YOUR INSTRUCTIONS
Write out the data below in full, please. Keep every character as given.

PROVIDED DATA
————

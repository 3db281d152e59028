//! Schema set and resource metadata.

use std::collections::{BTreeMap, HashSet};

use serde::{Deserialize, Serialize};

use crate::error::SchemaError;
use crate::field::{FieldSpec, ROW_ID_FIELD};

/// Ordered fields of one table. Field order is column order.
#[derive(Debug, Clone, Default, PartialEq, Serialize, Deserialize)]
pub struct SchemaSet {
    pub fields: Vec<FieldSpec>,
}

#[derive(Deserialize)]
#[serde(untagged)]
enum SchemaDoc {
    Wrapped { fields: Vec<FieldSpec> },
    Bare(Vec<FieldSpec>),
}

impl SchemaSet {
    pub fn new(fields: Vec<FieldSpec>) -> Self {
        Self { fields }
    }

    /// Parse a schema from JSON, either `{"fields": [...]}` or a bare array,
    /// then validate it.
    pub fn from_json(json: &str) -> Result<Self, SchemaError> {
        let doc: SchemaDoc =
            serde_json::from_str(json).map_err(|e| SchemaError::Parse(e.to_string()))?;
        let fields = match doc {
            SchemaDoc::Wrapped { fields } | SchemaDoc::Bare(fields) => fields,
        };
        let schema = Self { fields };
        schema.validate()?;
        Ok(schema)
    }

    /// Check identifier rules and that choice kinds carry choices.
    pub fn validate(&self) -> Result<(), SchemaError> {
        if self.fields.iter().all(FieldSpec::is_row_id) {
            return Err(SchemaError::Empty);
        }
        let mut seen = HashSet::new();
        for field in &self.fields {
            if !valid_id(&field.id) {
                return Err(SchemaError::InvalidId(field.id.clone()));
            }
            if !seen.insert(field.id.as_str()) {
                return Err(SchemaError::DuplicateId(field.id.clone()));
            }
            if field.kind.uses_choices() && field.choice_list().is_none() {
                return Err(SchemaError::MissingChoices {
                    field: field.id.clone(),
                    kind: field.kind.name().to_string(),
                });
            }
        }
        Ok(())
    }

    pub fn field(&self, id: &str) -> Option<&FieldSpec> {
        self.fields.iter().find(|f| f.id == id)
    }

    pub fn iter(&self) -> impl Iterator<Item = &FieldSpec> {
        self.fields.iter()
    }

    /// Fields that become template columns. `_id` is only shown when
    /// existing records are being edited.
    pub fn template_fields(&self, with_row_id: bool) -> impl Iterator<Item = &FieldSpec> {
        self.fields.iter().filter(move |f| with_row_id || !f.is_row_id())
    }

    pub fn primary_key(&self) -> impl Iterator<Item = &FieldSpec> {
        self.fields.iter().filter(|f| f.role.is_primary_key())
    }

    pub fn has_primary_key(&self) -> bool {
        self.primary_key().next().is_some()
    }

    pub fn has_row_id(&self) -> bool {
        self.fields.iter().any(FieldSpec::is_row_id)
    }

    /// Identifiers in column order, as written to the hidden code row.
    pub fn column_ids(&self, with_row_id: bool) -> Vec<String> {
        let mut ids: Vec<String> = self.template_fields(with_row_id).map(|f| f.id.clone()).collect();
        if with_row_id && !self.has_row_id() {
            ids.insert(0, ROW_ID_FIELD.to_string());
        }
        ids
    }
}

fn valid_id(id: &str) -> bool {
    !id.trim().is_empty() && !id.contains(['{', '}', '\n', '\r'])
}

/// The table a template is generated for.
#[derive(Debug, Clone, Default, PartialEq, Serialize, Deserialize)]
pub struct Resource {
    pub id: String,
    /// Display name keyed by language; `""` holds the untranslated name.
    #[serde(default, deserialize_with = "localized_name")]
    pub name: BTreeMap<String, String>,
    #[serde(default, skip_serializing_if = "Option::is_none")]
    pub url: Option<String>,
}

fn localized_name<'de, D>(deserializer: D) -> Result<BTreeMap<String, String>, D::Error>
where
    D: serde::Deserializer<'de>,
{
    #[derive(Deserialize)]
    #[serde(untagged)]
    enum Name {
        Plain(String),
        Translated(BTreeMap<String, String>),
    }
    Ok(match Name::deserialize(deserializer)? {
        Name::Plain(s) => BTreeMap::from([(String::new(), s)]),
        Name::Translated(map) => map,
    })
}

impl Resource {
    pub fn new(id: impl Into<String>, name: impl Into<String>) -> Self {
        Self {
            id: id.into(),
            name: BTreeMap::from([(String::new(), name.into())]),
            url: None,
        }
    }

    /// Name in `lang`, then untranslated, then any translation, then the id.
    pub fn name(&self, lang: &str) -> &str {
        self.name
            .get(lang)
            .or_else(|| self.name.get(""))
            .or_else(|| self.name.values().next())
            .map(String::as_str)
            .filter(|s| !s.trim().is_empty())
            .unwrap_or(&self.id)
    }

    /// Data sheet name: ASCII letters and digits of the name, at most 31 characters.
    pub fn sheet_name(&self, lang: &str) -> String {
        let name: String = self
            .name(lang)
            .chars()
            .filter(char::is_ascii_alphanumeric)
            .take(31)
            .collect();
        if name.is_empty() || is_reserved_sheet_name(&name) {
            "data".to_string()
        } else {
            name
        }
    }
}

fn is_reserved_sheet_name(name: &str) -> bool {
    ["reference", "e1", "r1", "history"]
        .iter()
        .any(|r| r.eq_ignore_ascii_case(name))
}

————

WRITTEN ANSWER
repository 3db281d152e59028
//! Schema set and resource metadata.

use std::collections::{BTreeMap, HashSet};

use serde::{Deserialize, Serialize};

use crate::error::SchemaError;
use crate::field::{FieldSpec, ROW_ID_FIELD};

/// Ordered fields of one table. Field order is column order.
#[derive(Debug, Clone, Default, PartialEq, Serialize, Deserialize)]
pub struct SchemaSet {
    pub fields: Vec<FieldSpec>,
}

#[derive(Deserialize)]
#[serde(untagged)]
enum SchemaDoc {
    Wrapped { fields: Vec<FieldSpec> },
    Bare(Vec<FieldSpec>),
}

impl SchemaSet {
    pub fn new(fields: Vec<FieldSpec>) -> Self {
        Self { fields }
    }

    /// Parse a schema from JSON, either `{"fields": [...]}` or a bare array,
    /// then validate it.
    pub fn from_json(json: &str) -> Result<Self, SchemaError> {
        let doc: SchemaDoc =
            serde_json::from_str(json).map_err(|e| SchemaError::Parse(e.to_string()))?;
        let fields = match doc {
            SchemaDoc::Wrapped { fields } | SchemaDoc::Bare(fields) => fields,
        };
        let schema = Self { fields };
        schema.validate()?;
        Ok(schema)
    }

    /// Check identifier rules and that choice kinds carry choices.
    pub fn validate(&self) -> Result<(), SchemaError> {
        if self.fields.iter().all(FieldSpec::is_row_id) {
            return Err(SchemaError::Empty);
        }
        let mut seen = HashSet::new();
        for field in &self.fields {
            if !valid_id(&field.id) {
                return Err(SchemaError::InvalidId(field.id.clone()));
            }
            if !seen.insert(field.id.as_str()) {
                return Err(SchemaError::DuplicateId(field.id.clone()));
            }
            if field.kind.uses_choices() && field.choice_list().is_none() {
                return Err(SchemaError::MissingChoices {
                    field: field.id.clone(),
                    kind: field.kind.name().to_string(),
                });
            }
        }
        Ok(())
    }

    pub fn field(&self, id: &str) -> Option<&FieldSpec> {
        self.fields.iter().find(|f| f.id == id)
    }

    pub fn iter(&self) -> impl Iterator<Item = &FieldSpec> {
        self.fields.iter()
    }

    /// Fields that become template columns. `_id` is only shown when
    /// existing records are being edited.
    pub fn template_fields(&self, with_row_id: bool) -> impl Iterator<Item = &FieldSpec> {
        self.fields.iter().filter(move |f| with_row_id || !f.is_row_id())
    }

    pub fn primary_key(&self) -> impl Iterator<Item = &FieldSpec> {
        self.fields.iter().filter(|f| f.role.is_primary_key())
    }

    pub fn has_primary_key(&self) -> bool {
        self.primary_key().next().is_some()
    }

    pub fn has_row_id(&self) -> bool {
        self.fields.iter().any(FieldSpec::is_row_id)
    }

    /// Identifiers in column order, as written to the hidden code row.
    pub fn column_ids(&self, with_row_id: bool) -> Vec<String> {
        let mut ids: Vec<String> = self.template_fields(with_row_id).map(|f| f.id.clone()).collect();
        if with_row_id && !self.has_row_id() {
            ids.insert(0, ROW_ID_FIELD.to_string());
        }
        ids
    }
}

fn valid_id(id: &str) -> bool {
    !id.trim().is_empty() && !id.contains(['{', '}', '\n', '\r'])
}

/// The table a template is generated for.
#[derive(Debug, Clone, Default, PartialEq, Serialize, Deserialize)]
pub struct Resource {
    pub id: String,
    /// Display name keyed by language; `""` holds the untranslated name.
    #[serde(default, deserialize_with = "localized_name")]
    pub name: BTreeMap<String, String>,
    #[serde(default, skip_serializing_if = "Option::is_none")]
    pub url: Option<String>,
}

fn localized_name<'de, D>(deserializer: D) -> Result<BTreeMap<String, String>, D::Error>
where
    D: serde::Deserializer<'de>,
{
    #[derive(Deserialize)]
    #[serde(untagged)]
    enum Name {
        Plain(String),
        Translated(BTreeMap<String, String>),
    }
    Ok(match Name::deserialize(deserializer)? {
        Name::Plain(s) => BTreeMap::from([(String::new(), s)]),
        Name::Translated(map) => map,
    })
}

impl Resource {
    pub fn new(id: impl Into<String>, name: impl Into<String>) -> Self {
        Self {
            id: id.into(),
            name: BTreeMap::from([(String::new(), name.into())]),
            url: None,
        }
    }

    /// Name in `lang`, then untranslated, then any translation, then the id.
    pub fn name(&self, lang: &str) -> &str {
        self.name
            .get(lang)
            .or_else(|| self.name.get(""))
            .or_else(|| self.name.values().next())
            .map(String::as_str)
            .filter(|s| !s.trim().is_empty())
            .unwrap_or(&self.id)
    }

    /// Data sheet name: ASCII letters and digits of the name, at most 31 characters.
    pub fn sheet_name(&self, lang: &str) -> String {
        let name: String = self
            .name(lang)
            .chars()
            .filter(char::is_ascii_alphanumeric)
            .take(31)
            .collect();
        if name.is_empty() || is_reserved_sheet_name(&name) {
            "data".to_string()
        } else {
            name
        }
    }
}

fn is_reserved_sheet_name(name: &str) -> bool {
    ["reference", "e1", "r1", "history"]
        .iter()
        .any(|r| r.eq_ignore_ascii_case(name))
}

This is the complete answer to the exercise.